WHAT NEEDS TO BE DONE ▸
Nothing in the records may be altered; repeat them exactly.

Collected data entries
····················

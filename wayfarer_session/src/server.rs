// Host event loop: listener, handshake and reader threads around one
// `Session`.
//
// Architecture: thread-per-reader with a central `mpsc` channel.
//
// - **Accept thread**: non-blocking `Listener::accept()` loop, so it can
//   notice `keep_running` going false. Each accepted connection gets a short
//   handshake thread.
// - **Handshake threads**: read the first frame with the handshake timeout and
//   send `InternalEvent::Handshake` (connection plus decoded `Connect`) to the
//   main thread. A joiner that never speaks only ever ties up its own thread.
// - **Reader threads** (one per admitted peer): read frames, decode
//   envelopes, send `InternalEvent::EnvelopeFrom`. On EOF, error or an
//   undecodable frame, send `InternalEvent::Disconnected` and exit.
// - **Main thread**: owns the `Session`, applies events in arrival order, and
//   uses `recv_timeout` up to the session's next wakeup as its timer for
//   heartbeats and vote deadlines.
//
// Only the main thread writes to sockets (through the session's bus).
//
// Shutdown: `HostHandle::stop` clears `keep_running`; the main loop exits,
// the session says goodbye and closes every link, which wakes the reader
// threads.

use std::io::ErrorKind;
use std::net::SocketAddr;
use std::sync::Arc;
use std::sync::atomic::{AtomicBool, Ordering};
use std::sync::mpsc::{self, Receiver, Sender};
use std::thread;
use std::time::{Duration, Instant};

use wayfarer_protocol::{Envelope, LeaveReason, Message, PeerId, decode};

use crate::collaborators::{NoPersistence, SaveDirectory, SessionPersistence};
use crate::config::SessionConfig;
use crate::connection::{Connection, ConnectionReader, Listener, listen};
use crate::error::ConnectionError;
use crate::handshake::{HandshakeGate, JoinRequest};
use crate::session::Session;

/// Longest the main loop sleeps before rechecking `keep_running`.
const MAX_IDLE: Duration = Duration::from_millis(100);

/// Accept-loop back-off while no connection is pending.
const ACCEPT_BACKOFF: Duration = Duration::from_millis(20);

/// Events sent from accept/handshake/reader threads to the main thread.
enum InternalEvent {
    Handshake {
        conn: Connection,
        request: JoinRequest,
    },
    EnvelopeFrom {
        peer_id: PeerId,
        envelope: Envelope,
    },
    Disconnected {
        peer_id: PeerId,
        reason: LeaveReason,
    },
}

/// Handle returned by `start_host` to control the running coordinator.
pub struct HostHandle {
    keep_running: Arc<AtomicBool>,
    thread: Option<thread::JoinHandle<()>>,
}

impl HostHandle {
    /// Signal the coordinator to stop and wait for it to shut down.
    pub fn stop(mut self) {
        self.keep_running.store(false, Ordering::SeqCst);
        if let Some(handle) = self.thread.take() {
            let _ = handle.join();
        }
    }

    pub fn is_running(&self) -> bool {
        self.thread.as_ref().is_some_and(|t| !t.is_finished())
    }
}

/// Start the session coordinator on a background thread. Returns a handle
/// for stopping it and the bound address (useful with port 0).
pub fn start_host(config: SessionConfig) -> std::io::Result<(HostHandle, SocketAddr)> {
    config
        .validate()
        .map_err(|e| std::io::Error::new(ErrorKind::InvalidInput, e))?;
    let listener = listen(&config.bind_address, config.port, config.max_peers as usize)?;
    listener.set_nonblocking(true)?;
    let addr = listener.local_addr()?;
    let keep_running = Arc::new(AtomicBool::new(true));
    let keep_running_clone = keep_running.clone();

    log::info!(
        "hosting {:?} on {addr} (version {}, up to {} peers)",
        config.session_name,
        config.game_version,
        config.max_peers
    );
    let thread = thread::spawn(move || {
        run_host(listener, config, keep_running_clone);
    });

    Ok((
        HostHandle {
            keep_running,
            thread: Some(thread),
        },
        addr,
    ))
}

fn persistence_for(config: &SessionConfig) -> Box<dyn SessionPersistence> {
    match &config.save_dir {
        Some(dir) => Box::new(SaveDirectory::new(dir.clone())),
        None => Box::new(NoPersistence),
    }
}

/// Main coordinator loop. Runs until `keep_running` is cleared.
fn run_host(listener: Listener, config: SessionConfig, keep_running: Arc<AtomicBool>) {
    let mut session = Session::new(&config, persistence_for(&config), Instant::now());
    let (tx, rx): (Sender<InternalEvent>, Receiver<InternalEvent>) = mpsc::channel();

    let keep_running_accept = keep_running.clone();
    let tx_accept = tx.clone();
    let handshake_timeout = config.handshake_timeout();
    thread::spawn(move || {
        accept_loop(listener, handshake_timeout, tx_accept, keep_running_accept);
    });

    while keep_running.load(Ordering::SeqCst) {
        let wait = session
            .next_wakeup()
            .saturating_duration_since(Instant::now())
            .min(MAX_IDLE);
        match rx.recv_timeout(wait) {
            Ok(event) => {
                handle_event(&mut session, event, &tx);
                while let Ok(event) = rx.try_recv() {
                    handle_event(&mut session, event, &tx);
                }
            }
            Err(mpsc::RecvTimeoutError::Timeout) => {}
            Err(mpsc::RecvTimeoutError::Disconnected) => break,
        }
        session.on_tick(Instant::now());
    }

    log::info!("closing session {:?}", session.name());
    session.shutdown();
}

fn accept_loop(
    listener: Listener,
    handshake_timeout: Duration,
    tx: Sender<InternalEvent>,
    keep_running: Arc<AtomicBool>,
) {
    while keep_running.load(Ordering::SeqCst) {
        match listener.accept() {
            Ok(conn) => {
                let tx = tx.clone();
                thread::spawn(move || read_handshake(conn, handshake_timeout, tx));
            }
            Err(ConnectionError::Io(e)) if e.kind() == ErrorKind::WouldBlock => {
                thread::sleep(ACCEPT_BACKOFF);
            }
            Err(ConnectionError::AtCapacity { .. }) => {}
            Err(e) => {
                log::warn!("accept failed: {e}");
                thread::sleep(ACCEPT_BACKOFF);
            }
        }
    }
}

/// Wait for the joiner's `Connect`, then hand the connection to the main
/// thread for the admission decision.
fn read_handshake(mut conn: Connection, timeout: Duration, tx: Sender<InternalEvent>) {
    let addr = conn.peer_addr();
    match HandshakeGate::receive_connect(&mut conn, timeout) {
        Ok(request) => {
            let _ = tx.send(InternalEvent::Handshake { conn, request });
        }
        Err(e) => {
            log::info!("handshake with {addr} failed: {e}");
            conn.close();
        }
    }
}

fn handle_event(session: &mut Session, event: InternalEvent, tx: &Sender<InternalEvent>) {
    let now = Instant::now();
    match event {
        InternalEvent::Handshake { conn, request } => {
            let peer_id = request.peer_id;
            if let Ok(reader) = session.admit(conn, request, now) {
                let tx = tx.clone();
                thread::spawn(move || reader_loop(reader, peer_id, tx));
            }
        }
        InternalEvent::EnvelopeFrom { peer_id, envelope } => {
            session.handle_envelope(peer_id, envelope, now);
        }
        InternalEvent::Disconnected { peer_id, reason } => {
            session.remove_peer(peer_id, reason, now);
        }
    }
}

/// Reader loop for one admitted peer. Runs in its own thread.
fn reader_loop(mut reader: ConnectionReader, peer_id: PeerId, tx: Sender<InternalEvent>) {
    let reason = loop {
        let bytes = match reader.receive() {
            Ok(bytes) => bytes,
            Err(ConnectionError::Closed) => break LeaveReason::ConnectionClosed,
            Err(e) => {
                log::warn!("read from {peer_id} failed: {e}");
                break LeaveReason::ConnectionClosed;
            }
        };
        let envelope = match decode(&bytes) {
            Ok(envelope) => envelope,
            Err(e) => {
                log::warn!("bad frame from {peer_id}: {e}");
                break LeaveReason::ProtocolMismatch;
            }
        };
        let goodbye = matches!(envelope.body, Message::Goodbye);
        let event = InternalEvent::EnvelopeFrom { peer_id, envelope };
        if tx.send(event).is_err() {
            return;
        }
        if goodbye {
            return;
        }
    };
    let _ = tx.send(InternalEvent::Disconnected { peer_id, reason });
}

····················

YOUR RESPONSE ▸
filename wayfarer_session/src/server.rs
// Host event loop: listener, handshake and reader threads around one
// `Session`.
//
// Architecture: thread-per-reader with a central `mpsc` channel.
//
// - **Accept thread**: non-blocking `Listener::accept()` loop, so it can
//   notice `keep_running` going false. Each accepted connection gets a short
//   handshake thread.
// - **Handshake threads**: read the first frame with the handshake timeout and
//   send `InternalEvent::Handshake` (connection plus decoded `Connect`) to the
//   main thread. A joiner that never speaks only ever ties up its own thread.
// - **Reader threads** (one per admitted peer): read frames, decode
//   envelopes, send `InternalEvent::EnvelopeFrom`. On EOF, error or an
//   undecodable frame, send `InternalEvent::Disconnected` and exit.
// - **Main thread**: owns the `Session`, applies events in arrival order, and
//   uses `recv_timeout` up to the session's next wakeup as its timer for
//   heartbeats and vote deadlines.
//
// Only the main thread writes to sockets (through the session's bus).
//
// Shutdown: `HostHandle::stop` clears `keep_running`; the main loop exits,
// the session says goodbye and closes every link, which wakes the reader
// threads.

use std::io::ErrorKind;
use std::net::SocketAddr;
use std::sync::Arc;
use std::sync::atomic::{AtomicBool, Ordering};
use std::sync::mpsc::{self, Receiver, Sender};
use std::thread;
use std::time::{Duration, Instant};

use wayfarer_protocol::{Envelope, LeaveReason, Message, PeerId, decode};

use crate::collaborators::{NoPersistence, SaveDirectory, SessionPersistence};
use crate::config::SessionConfig;
use crate::connection::{Connection, ConnectionReader, Listener, listen};
use crate::error::ConnectionError;
use crate::handshake::{HandshakeGate, JoinRequest};
use crate::session::Session;

/// Longest the main loop sleeps before rechecking `keep_running`.
const MAX_IDLE: Duration = Duration::from_millis(100);

/// Accept-loop back-off while no connection is pending.
const ACCEPT_BACKOFF: Duration = Duration::from_millis(20);

/// Events sent from accept/handshake/reader threads to the main thread.
enum InternalEvent {
    Handshake {
        conn: Connection,
        request: JoinRequest,
    },
    EnvelopeFrom {
        peer_id: PeerId,
        envelope: Envelope,
    },
    Disconnected {
        peer_id: PeerId,
        reason: LeaveReason,
    },
}

/// Handle returned by `start_host` to control the running coordinator.
pub struct HostHandle {
    keep_running: Arc<AtomicBool>,
    thread: Option<thread::JoinHandle<()>>,
}

impl HostHandle {
    /// Signal the coordinator to stop and wait for it to shut down.
    pub fn stop(mut self) {
        self.keep_running.store(false, Ordering::SeqCst);
        if let Some(handle) = self.thread.take() {
            let _ = handle.join();
        }
    }

    pub fn is_running(&self) -> bool {
        self.thread.as_ref().is_some_and(|t| !t.is_finished())
    }
}

/// Start the session coordinator on a background thread. Returns a handle
/// for stopping it and the bound address (useful with port 0).
pub fn start_host(config: SessionConfig) -> std::io::Result<(HostHandle, SocketAddr)> {
    config
        .validate()
        .map_err(|e| std::io::Error::new(ErrorKind::InvalidInput, e))?;
    let listener = listen(&config.bind_address, config.port, config.max_peers as usize)?;
    listener.set_nonblocking(true)?;
    let addr = listener.local_addr()?;
    let keep_running = Arc::new(AtomicBool::new(true));
    let keep_running_clone = keep_running.clone();

    log::info!(
        "hosting {:?} on {addr} (version {}, up to {} peers)",
        config.session_name,
        config.game_version,
        config.max_peers
    );
    let thread = thread::spawn(move || {
        run_host(listener, config, keep_running_clone);
    });

    Ok((
        HostHandle {
            keep_running,
            thread: Some(thread),
        },
        addr,
    ))
}

fn persistence_for(config: &SessionConfig) -> Box<dyn SessionPersistence> {
    match &config.save_dir {
        Some(dir) => Box::new(SaveDirectory::new(dir.clone())),
        None => Box::new(NoPersistence),
    }
}

/// Main coordinator loop. Runs until `keep_running` is cleared.
fn run_host(listener: Listener, config: SessionConfig, keep_running: Arc<AtomicBool>) {
    let mut session = Session::new(&config, persistence_for(&config), Instant::now());
    let (tx, rx): (Sender<InternalEvent>, Receiver<InternalEvent>) = mpsc::channel();

    let keep_running_accept = keep_running.clone();
    let tx_accept = tx.clone();
    let handshake_timeout = config.handshake_timeout();
    thread::spawn(move || {
        accept_loop(listener, handshake_timeout, tx_accept, keep_running_accept);
    });

    while keep_running.load(Ordering::SeqCst) {
        let wait = session
            .next_wakeup()
            .saturating_duration_since(Instant::now())
            .min(MAX_IDLE);
        match rx.recv_timeout(wait) {
            Ok(event) => {
                handle_event(&mut session, event, &tx);
                while let Ok(event) = rx.try_recv() {
                    handle_event(&mut session, event, &tx);
                }
            }
            Err(mpsc::RecvTimeoutError::Timeout) => {}
            Err(mpsc::RecvTimeoutError::Disconnected) => break,
        }
        session.on_tick(Instant::now());
    }

    log::info!("closing session {:?}", session.name());
    session.shutdown();
}

fn accept_loop(
    listener: Listener,
    handshake_timeout: Duration,
    tx: Sender<InternalEvent>,
    keep_running: Arc<AtomicBool>,
) {
    while keep_running.load(Ordering::SeqCst) {
        match listener.accept() {
            Ok(conn) => {
                let tx = tx.clone();
                thread::spawn(move || read_handshake(conn, handshake_timeout, tx));
            }
            Err(ConnectionError::Io(e)) if e.kind() == ErrorKind::WouldBlock => {
                thread::sleep(ACCEPT_BACKOFF);
            }
            Err(ConnectionError::AtCapacity { .. }) => {}
            Err(e) => {
                log::warn!("accept failed: {e}");
                thread::sleep(ACCEPT_BACKOFF);
            }
        }
    }
}

/// Wait for the joiner's `Connect`, then hand the connection to the main
/// thread for the admission decision.
fn read_handshake(mut conn: Connection, timeout: Duration, tx: Sender<InternalEvent>) {
    let addr = conn.peer_addr();
    match HandshakeGate::receive_connect(&mut conn, timeout) {
        Ok(request) => {
            let _ = tx.send(InternalEvent::Handshake { conn, request });
        }
        Err(e) => {
            log::info!("handshake with {addr} failed: {e}");
            conn.close();
        }
    }
}

fn handle_event(session: &mut Session, event: InternalEvent, tx: &Sender<InternalEvent>) {
    let now = Instant::now();
    match event {
        InternalEvent::Handshake { conn, request } => {
            let peer_id = request.peer_id;
            if let Ok(reader) = session.admit(conn, request, now) {
                let tx = tx.clone();
                thread::spawn(move || reader_loop(reader, peer_id, tx));
            }
        }
        InternalEvent::EnvelopeFrom { peer_id, envelope } => {
            session.handle_envelope(peer_id, envelope, now);
        }
        InternalEvent::Disconnected { peer_id, reason } => {
            session.remove_peer(peer_id, reason, now);
        }
    }
}

/// Reader loop for one admitted peer. Runs in its own thread.
fn reader_loop(mut reader: ConnectionReader, peer_id: PeerId, tx: Sender<InternalEvent>) {
    let reason = loop {
        let bytes = match reader.receive() {
            Ok(bytes) => bytes,
            Err(ConnectionError::Closed) => break LeaveReason::ConnectionClosed,
            Err(e) => {
                log::warn!("read from {peer_id} failed: {e}");
                break LeaveReason::ConnectionClosed;
            }
        };
        let envelope = match decode(&bytes) {
            Ok(envelope) => envelope,
            Err(e) => {
                log::warn!("bad frame from {peer_id}: {e}");
                break LeaveReason::ProtocolMismatch;
            }
        };
        let goodbye = matches!(envelope.body, Message::Goodbye);
        let event = InternalEvent::EnvelopeFrom { peer_id, envelope };
        if tx.send(event).is_err() {
            return;
        }
        if goodbye {
            return;
        }
    };
    let _ = tx.send(InternalEvent::Disconnected { peer_id, reason });
}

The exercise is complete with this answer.